# Render-as-You-Fetch (using Suspense)

Observable-hooks offers first-class React Suspense support!

Also see the suspense example project.

# Benefits of Observable as Data Source

# Multiple Push

Since Observable implements multiple push protocol:

SINGLE MULTIPLE
Pull Function Iterator
Push Promise Observable

You can just keep pushing next values for new requests instead of replacing the resource.

# Race Conditions

You don't need to solve race conditions by moving resource to states.

const initialResource = fetchProfileData(0);

function App() {
  const [resource, setResource] = useState(initialResource);

Just switchMap and consume the resource as usual.

# Advanced Control

With abundant Observable operators you can easily chain subsequent requests, add timeout and retries or other advanced operations over multiple streams.

# Usage

Just like the Render-as-You-Fetch (using Suspense) in React Docs, we first define the data source, then use it directly in Components under Suspense context.

# Observable Resource

ObservableResource transforms Observables into Relay-like Suspense compatible resource.

// api.js
import { ObservableResource } from 'observable-hooks'

const postResource$$ = new Subject()

export const postsResource = new ObservableResource(postResource$$.pipe(
  switchMap(id => fakePostsXHR(id))
))

export function fetchPosts(id) {
  postResource$$.next(id)
}

# Observable Suspense Hook

You can read the resouce with resource.read() but since Observable is multiple push we may need to re-trigger Suspense at some point. ObservableResource instance exposes a shouldUpdate$$ Subject which emits values when Suspense should restart.

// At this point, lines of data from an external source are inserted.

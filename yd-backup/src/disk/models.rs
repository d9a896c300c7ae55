//! Wire types of the Yandex Disk REST API.

use chrono::{DateTime, Utc};
use serde::{Deserialize, Serialize};
use std::fmt;

/// Error envelope returned with every non-2xx response
#[derive(Debug, Clone, Default, PartialEq, Eq, Serialize, Deserialize)]
pub struct ApiError {
    #[serde(default)]
    pub message: String,

    #[serde(default)]
    pub description: String,

    /// Error type code, e.g. `DiskNotFoundError`
    #[serde(default)]
    pub error: String,
}

impl fmt::Display for ApiError {
    fn fmt(&self, f: &mut fmt::Formatter<'_>) -> fmt::Result {
        write!(f, "{}: {}", self.error, self.description)?;
        if !self.message.is_empty() {
            write!(f, " ({})", self.message)?;
        }
        Ok(())
    }
}

/// One-time URL plus method, returned for uploads and async operations
#[derive(Debug, Clone, PartialEq, Eq, Serialize, Deserialize)]
pub struct Link {
    pub href: String,

    #[serde(default = "default_method")]
    pub method: String,

    #[serde(default)]
    pub templated: bool,
}

fn default_method() -> String {
    "GET".to_string()
}

/// File or directory metadata
#[derive(Debug, Clone, Deserialize)]
pub struct Resource {
    pub path: String,

    pub name: String,

    pub created: DateTime<Utc>,

    #[serde(default)]
    pub modified: Option<DateTime<Utc>>,

    /// `dir` or `file`
    #[serde(rename = "type")]
    pub kind: String,

    #[serde(default)]
    pub size: Option<u64>,

    #[serde(default)]
    pub mime_type: Option<String>,

    #[serde(default)]
    pub md5: Option<String>,

    /// Directory listing, present for `dir` resources
    #[serde(rename = "_embedded", default)]
    pub embedded: Option<ResourceList>,
}

impl Resource {
    pub fn is_dir(&self) -> bool {
        self.kind == "dir"
    }

    pub fn items(&self) -> &[Resource] {
        self.embedded
            .as_ref()
            .map(|list| list.items.as_slice())
            .unwrap_or(&[])
    }
}

/// A page of directory children
#[derive(Debug, Clone, Default, Deserialize)]
pub struct ResourceList {
    #[serde(default)]
    pub items: Vec<Resource>,

    #[serde(default)]
    pub path: String,

    #[serde(default)]
    pub sort: Option<String>,

    #[serde(default)]
    pub limit: Option<u32>,

    #[serde(default)]
    pub offset: Option<u32>,

    #[serde(default)]
    pub total: Option<u32>,
}

/// Query parameters for resource metadata lookups
#[derive(Debug, Clone, Default)]
pub struct ResourceQuery {
    pub path: String,
    pub limit: Option<u32>,
    pub offset: Option<u32>,
    pub sort: Option<String>,
    pub fields: Vec<String>,
}

impl ResourceQuery {
    pub fn new(path: impl Into<String>) -> Self {
        Self {
            path: path.into(),
            ..Default::default()
        }
    }

    pub fn with_page(mut self, limit: u32, offset: u32) -> Self {
        self.limit = Some(limit);
        self.offset = Some(offset);
        self
    }

    pub fn with_sort(mut self, sort: impl Into<String>) -> Self {
        self.sort = Some(sort.into());
        self
    }

    pub(crate) fn to_pairs(&self) -> Vec<(&'static str, String)> {
        let mut pairs = vec![("path", self.path.clone())];
        if let Some(limit) = self.limit {
            pairs.push(("limit", limit.to_string()));
        }
        if let Some(offset) = self.offset {
            pairs.push(("offset", offset.to_string()));
        }
        if let Some(sort) = &self.sort {
            pairs.push(("sort", sort.clone()));
        }
        if !self.fields.is_empty() {
            pairs.push(("fields", self.fields.join(",")));
        }
        pairs
    }
}

/// Result of a delete request
#[derive(Debug, Clone, PartialEq, Eq)]
pub enum DeleteOutcome {
    /// 204: removed immediately
    Deleted,
    /// 202: removal continues server-side; poll the link for status
    Pending(Link),
}

/// Status of an asynchronous disk operation
#[derive(Debug, Clone, Copy, PartialEq, Eq, Deserialize)]
#[serde(rename_all = "kebab-case")]
pub enum OperationStatus {
    Success,
    Failed,
    InProgress,
}

#[derive(Debug, Deserialize)]
pub(crate) struct OperationBody {
    pub status: OperationStatus,
}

But you don't need to worry about that. Observable-hooks offers a lightweight hook useObservableSuspense to properly consume Observable Resources.

// App.jsx
import { useObservableSuspense } from 'observable-hooks'

import { postsResource, fetchPosts } from './api'

fetchPosts('crimx')

function ProfilePage() {
  return (
    <Suspense fallback={<h1>Loading posts...</h1>}>
      <ProfileTimeline />
    </Suspense>
  )
}

function ProfileTimeline() {
  // Try to read posts, although they might not have loaded yet
  const posts = useObservableSuspense(postsResource)
  return (
    <ul>
      {posts.map(post => (
        <li key={post.id}>{post.text}</li>
      ))}
    </ul>
  )
}

# Stale-While-Revalidate Pattern

By default ObservableResource will treat every value as "success" value, which means when new value is emitted, the Component will just re-render itself with the new value.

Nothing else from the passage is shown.